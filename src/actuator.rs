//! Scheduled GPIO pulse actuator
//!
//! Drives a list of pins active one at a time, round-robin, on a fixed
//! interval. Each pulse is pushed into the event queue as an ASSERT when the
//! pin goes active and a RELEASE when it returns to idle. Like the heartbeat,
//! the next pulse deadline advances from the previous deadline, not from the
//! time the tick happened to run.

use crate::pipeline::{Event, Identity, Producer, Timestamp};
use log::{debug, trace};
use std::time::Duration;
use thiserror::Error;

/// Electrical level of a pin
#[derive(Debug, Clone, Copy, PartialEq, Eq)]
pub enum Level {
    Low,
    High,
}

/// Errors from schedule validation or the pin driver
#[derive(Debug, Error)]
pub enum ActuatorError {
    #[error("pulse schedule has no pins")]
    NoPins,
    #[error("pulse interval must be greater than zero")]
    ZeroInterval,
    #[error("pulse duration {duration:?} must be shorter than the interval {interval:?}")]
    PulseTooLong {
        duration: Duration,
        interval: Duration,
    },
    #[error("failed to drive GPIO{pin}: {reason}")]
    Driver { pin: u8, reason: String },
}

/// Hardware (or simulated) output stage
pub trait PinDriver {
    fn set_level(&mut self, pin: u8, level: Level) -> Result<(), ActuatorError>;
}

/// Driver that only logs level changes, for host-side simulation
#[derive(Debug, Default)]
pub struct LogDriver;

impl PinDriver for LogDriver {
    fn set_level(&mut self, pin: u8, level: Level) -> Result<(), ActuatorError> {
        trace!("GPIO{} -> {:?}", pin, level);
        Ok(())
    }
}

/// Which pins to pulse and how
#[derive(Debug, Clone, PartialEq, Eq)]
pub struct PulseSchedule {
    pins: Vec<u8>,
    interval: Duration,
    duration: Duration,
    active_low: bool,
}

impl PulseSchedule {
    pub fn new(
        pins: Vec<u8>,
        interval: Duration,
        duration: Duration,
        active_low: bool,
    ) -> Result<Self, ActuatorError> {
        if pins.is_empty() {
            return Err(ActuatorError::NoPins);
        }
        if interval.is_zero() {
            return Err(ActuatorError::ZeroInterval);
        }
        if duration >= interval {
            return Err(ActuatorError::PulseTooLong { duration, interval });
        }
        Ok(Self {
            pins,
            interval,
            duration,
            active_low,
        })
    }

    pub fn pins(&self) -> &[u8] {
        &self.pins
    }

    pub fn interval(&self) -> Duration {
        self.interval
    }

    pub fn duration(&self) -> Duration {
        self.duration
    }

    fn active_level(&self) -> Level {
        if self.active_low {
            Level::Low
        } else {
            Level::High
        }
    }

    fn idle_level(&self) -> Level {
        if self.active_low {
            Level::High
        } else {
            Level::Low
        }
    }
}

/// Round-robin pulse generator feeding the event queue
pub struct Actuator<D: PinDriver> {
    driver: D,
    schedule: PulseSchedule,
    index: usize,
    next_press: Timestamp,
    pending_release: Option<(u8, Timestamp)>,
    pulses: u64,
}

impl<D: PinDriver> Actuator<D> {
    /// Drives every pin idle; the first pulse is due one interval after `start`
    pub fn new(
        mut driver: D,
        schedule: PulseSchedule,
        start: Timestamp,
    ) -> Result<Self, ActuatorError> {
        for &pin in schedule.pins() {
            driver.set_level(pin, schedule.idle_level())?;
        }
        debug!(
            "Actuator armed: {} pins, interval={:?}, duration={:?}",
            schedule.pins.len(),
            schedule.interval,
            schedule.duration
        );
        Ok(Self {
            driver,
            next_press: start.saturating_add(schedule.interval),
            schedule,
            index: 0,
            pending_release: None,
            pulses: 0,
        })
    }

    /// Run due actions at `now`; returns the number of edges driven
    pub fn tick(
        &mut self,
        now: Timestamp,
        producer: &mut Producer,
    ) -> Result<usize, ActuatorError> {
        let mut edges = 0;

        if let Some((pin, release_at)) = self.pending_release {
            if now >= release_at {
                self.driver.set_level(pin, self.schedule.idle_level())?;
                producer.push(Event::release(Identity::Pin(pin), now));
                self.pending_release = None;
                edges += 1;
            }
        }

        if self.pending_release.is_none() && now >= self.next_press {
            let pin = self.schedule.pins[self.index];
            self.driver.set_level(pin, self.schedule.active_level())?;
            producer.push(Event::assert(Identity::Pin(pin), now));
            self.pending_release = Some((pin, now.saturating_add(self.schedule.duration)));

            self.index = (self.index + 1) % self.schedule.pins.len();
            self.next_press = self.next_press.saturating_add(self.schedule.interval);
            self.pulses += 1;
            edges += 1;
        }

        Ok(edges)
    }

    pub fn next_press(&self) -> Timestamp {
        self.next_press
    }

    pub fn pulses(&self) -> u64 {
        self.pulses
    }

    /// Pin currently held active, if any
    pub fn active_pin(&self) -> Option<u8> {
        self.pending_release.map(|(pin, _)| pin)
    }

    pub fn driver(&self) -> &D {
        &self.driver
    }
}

> **What to work on**
From the records above, state how many lines contain the word "robin", and leave out everything else.

> **Written response**
2